Graphiti持续整合用户交互、结构化和非结构化数据,构建全面的知识表示。

技术架构

知识图谱引擎

Graphiti基于Neo4j图数据库构建,利用LLM(大语言模型)的能力来自动提取实体、关系和时序信息。系统能够:

  • 从非结构化文本中提取实体和关系
  • 自动识别时间信息并建立时序关系
  • 维护历史版本和变更记录
  • 支持复杂的图查询和推理

时序处理机制

Graphiti的一个关键差异化特性是通过时序提取和边失效过程管理动态信息更新的能力。
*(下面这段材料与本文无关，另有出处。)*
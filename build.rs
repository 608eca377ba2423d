// This Source Code Form is subject to the terms of the Mozilla Public
// License, v. 2.0. If a copy of the MPL was not distributed with this
// file, You can obtain one at http://mozilla.org/MPL/2.0/.

use std::{env, path::PathBuf};

// Use the "built" crate to generate some useful build-time information,
// including the git hash and compiler version. Which information is collected
// is controlled by the crate's features in Cargo.toml.
fn write_built(out_dir: PathBuf) {
    let manifest_dir =
        PathBuf::from(env::var("CARGO_MANIFEST_DIR").expect("CARGO_MANIFEST_DIR not defined!"));
    built::write_built_file_with_opts(Some(&manifest_dir), &out_dir.join("built.rs"))
        .expect("Failed to acquire build-time information");
}

fn main() {
    let out_dir = PathBuf::from(env::var("OUT_DIR").expect("OUT_DIR env. variable not defined!"));
    write_built(out_dir);
}
// This Source Code Form is subject to the terms of the Mozilla Public
// License, v. 2.0. If a copy of the MPL was not distributed with this
// file, You can obtain one at http://mozilla.org/MPL/2.0/.

//! The main atlast-sc binary.

use clap::Parser;

fn main() {
    // We don't return Result from main because it prints the debug
    // representation of the error. The code below prints the "display" or
    // human readable representation of the error.
    if let Err(e) = atlast_sc::AtlastSc::parse().run() {
        eprintln!("Error: {e}");
        std::process::exit(1);
    }
}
系统会:

  • 提取事实的时间上下文信息
  • 管理关系的生效和失效时间
  • 维护完整的历史轨迹
  • 支持基于时间的查询和推理

应用场景

1. 个人助理和智能体

支持从用户交互中学习的助理,融合个人知识与来自CRM和计费平台等业务系统的动态数据。

2. 企业级应用

适用于销售、客户服务、健康、金融等多个领域,为助理和智能体提供长期回忆和基于状态的推理能力。

3. 复杂任务执行

支持自主执行复杂任务的智能体,能够基于来自多个动态源的状态变化进行推理。

技术优势

相比传统RAG的改进

  • 动态数据处理:克服静态RAG在频繁数据更新时的局限性
  • 上下文连续性:维护历史对话和交互的完整上下文
  • 关系推理:基于图结构进行复杂的关系推理
  • 时序理解:理解信息的时间维度和演进过程

性能表现

Zep在深度记忆检索(DMR)基准测试中超越了当前最先进的系统MemGPT,展现了其在记忆管理方面的优越性能。

开源生态

MCP服务器支持

项目提供了新的MCP服务器,为Claude、Cursor和其他MCP客户端提供基于知识图谱的强大记忆能力。

社区发展

虽然Graphiti最初是为Zep Memory开发的,但团队意识到其潜力远超记忆应用,因此决定开源,希望社区能够探索更多可能性。

技术栈

  • 编程语言:Python
  • 图数据库:Neo4j
  • AI模型:支持多种LLM集成
  • 搜索技术:语义搜索、BM25、图搜索
  • 架构模式:微服务、API驱动

总结

Graphiti代表了AI记忆管理领域的重要突破,它不仅解决了传统方法的局限性,还为构建真正智能的、具有长期记忆能力的AI系统提供了技术基础。通过捕获时序变化和支持高级搜索技术,它解决了现有系统面临的挑战,使AI应用能够维护动态和准确的信息状态。